Davy Crockett from Epicenter City by Brian Higbee and Associated Artists for Propaganda Research

I make all of my own panels that I then stretch canvas over. This way I can lean on the canvases while I’m working on them. I start by reducing the image down to the specific amount of pixels that I want and griding it out accordingly. I paint these using Golden Acrylics since it will dry faster and I can work without having to worry about smearing anything that I’ve just painted. I have a set of Golden Neutral Gray paints that I use that are numbered from N8 (lightest) to N2 (darkest) excluding Titanium White and Mars Black. I also mix inbetween shades which include 8.75, 8.5, 7.75, 7.5, 6.5, 5.5, 4.5, 3.5 and 2.5. I made a shade chart in case I need help. I start in one corner and start writing numbers in the squares according to what shade of gray they will get. I move the canvas around, filling in sections at a time until I’m finished. Here’s one that I finished earlier this year called The Death of Lee Harvey Oswald by Jack Ruby.

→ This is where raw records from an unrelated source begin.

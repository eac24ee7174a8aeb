//! Data model for the word corpus and the generation run.

use std::fmt;

use serde::{Deserialize, Serialize};
use serde_json::{Map, Value};

use crate::error::{Result, WordAudioError};

/// Languages the corpus schema supports
#[derive(Debug, Clone, Copy, PartialEq, Eq, PartialOrd, Ord, Hash, Serialize, Deserialize)]
#[serde(rename_all = "lowercase")]
pub enum Language {
    De,
    En,
    Fa,
    Ps,
    Fr,
    Tr,
}

impl Language {
    pub const ALL: [Language; 6] = [
        Language::De,
        Language::En,
        Language::Fa,
        Language::Ps,
        Language::Fr,
        Language::Tr,
    ];

    /// The lower-case code used as a key in `words`/`audios`
    pub fn as_str(&self) -> &'static str {
        match self {
            Language::De => "de",
            Language::En => "en",
            Language::Fa => "fa",
            Language::Ps => "ps",
            Language::Fr => "fr",
            Language::Tr => "tr",
        }
    }

    /// Parse a language code, case-insensitively.
    pub fn parse(code: &str) -> Result<Language> {
        let normalized = code.trim().to_lowercase();
        Language::ALL
            .into_iter()
            .find(|lang| lang.as_str() == normalized)
            .ok_or_else(|| WordAudioError::Config(format!("Unsupported language code: {}", code)))
    }
}

impl fmt::Display for Language {
    fn fmt(&self, f: &mut fmt::Formatter<'_>) -> fmt::Result {
        f.write_str(self.as_str())
    }
}

/// One vocabulary item as stored in the corpus files.
///
/// Unknown fields are carried through `extra` so that saving a file never
/// loses data the pipeline does not understand.
#[derive(Debug, Clone, Serialize, Deserialize)]
pub struct WordEntry {
    /// Stable identifier, also used for asset file names
    #[serde(default)]
    pub id: String,

    /// Proficiency tag (e.g. "A1"); selects the storage sub-folder only
    #[serde(default)]
    pub level: String,

    /// Written form per language code
    #[serde(default)]
    pub words: Map<String, Value>,

    /// Reference (URL or relative path) to generated audio per language code
    #[serde(default)]
    pub audios: Map<String, Value>,

    #[serde(flatten)]
    pub extra: Map<String, Value>,
}

impl WordEntry {
    /// The written form for a language, or `None` when missing/blank.
    pub fn word_for(&self, lang: Language) -> Option<&str> {
        self.words
            .get(lang.as_str())
            .and_then(Value::as_str)
            .map(str::trim)
            .filter(|text| !text.is_empty())
    }

    /// The recorded audio reference for a language, or `None` when missing/blank.
    pub fn audio_for(&self, lang: Language) -> Option<&str> {
        self.audios
            .get(lang.as_str())
            .and_then(Value::as_str)
            .map(str::trim)
            .filter(|reference| !reference.is_empty())
    }

    /// A copy of this entry with `audios.<lang>` set to `reference`.
    pub fn with_audio(&self, lang: Language, reference: &str) -> WordEntry {
        let mut next = self.clone();
        next.audios.insert(
            lang.as_str().to_string(),
            Value::String(reference.to_string()),
        );
        next
    }

    /// Normalize `audios` keys to trimmed lower-case codes and drop blank
    /// keys/values. Applied on load; in-memory only.
    pub fn normalize_audios(&mut self) {
        let old = std::mem::take(&mut self.audios);
        for (key, value) in old {
            let code = key.trim().to_lowercase();
            let reference = value.as_str().map(str::trim).unwrap_or("");
            if !code.is_empty() && !reference.is_empty() {
                self.audios.insert(code, Value::String(reference.to_string()));
            }
        }
    }
}

/// One unit of synthesis work, prepared and consumed within a single pass
#[derive(Debug, Clone)]
pub struct Job {
    /// Raw entry id, for logs and failure records
    pub entry_id: String,

    /// Language being generated
    pub lang: Language,

    /// Resolved synthesis voice
    pub voice_id: String,

    /// Text sent to the provider
    pub text: String,

    /// Level sub-folder under the language directory
    pub level_folder: &'static str,

    /// Asset file name (`{safe_id}_{lang}.mp3`)
    pub file_name: String,

    /// Value recorded into `audios.<lang>` on success
    pub reference: String,
}

/// One failed job (or file), kept for end-of-run reporting
#[derive(Debug, Clone)]
pub struct FailureRecord {
    pub file: String,
    pub entry_id: String,
    /// `None` for file-level failures (e.g. a file that does not parse)
    pub lang: Option<Language>,
    pub reason: String,
}

impl fmt::Display for FailureRecord {
    fn fmt(&self, f: &mut fmt::Formatter<'_>) -> fmt::Result {
        write!(
            f,
            "[{}] id={} lang={} :: {}",
            self.file,
            self.entry_id,
            self.lang.map(|l| l.as_str()).unwrap_or("-"),
            self.reason
        )
    }
}

/// Counters and records accumulated over one pipeline run
#[derive(Debug, Default)]
pub struct RunReport {
    pub generated: u64,
    pub skipped: u64,
    pub failed: u64,
    /// Names of corpus files whose in-memory state was mutated, in
    /// processing order
    pub changed_files: Vec<String>,
    pub failures: Vec<FailureRecord>,
}

impl RunReport {
    /// Cap on failure records shown in the summary
    pub const MAX_REPORTED_FAILURES: usize = 20;

    /// Print the end-of-run summary to stdout.
    pub fn print(&self) {
        println!();
        println!("Done.");
        println!("Generated: {}", self.generated);
        println!("Skipped:   {}", self.skipped);
        println!("Failed:    {}", self.failed);
        println!("Files changed: {}", self.changed_files.len());

        if !self.failures.is_empty() {
            println!();
            println!("Failures (first {}):", Self::MAX_REPORTED_FAILURES);
            for record in self.failures.iter().take(Self::MAX_REPORTED_FAILURES) {
                println!("- {}", record);
            }
        }
    }
}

The Death of Lee Harvey Oswald by Jack Ruby by Brian Higbee and Associated Artists for Propaganda Research

I like the idea of pixelating old photographs. At first I wasn’t sure about the significance of it as it relates to my practice or even if it was that interesting of an idea; I’m certainly not the first one to do it. But I like to think of my work as parts for a larger idea that I may or may not understand at the time of their conception which means that the process must be slightly intuitive. On a basic level I enjoy the space that the pixelating creates by establishing a language that is related to both abstraction and “reality based” work. It occupies both spaces at the same time and yet is perceived as one or the other depending on the viewer’s point of view. It’s a visual trick whereas the information is limited by the reduction of resolution and yet our brains, at enough of a distance, will fill in the rest of the information for us in order to complete the picture.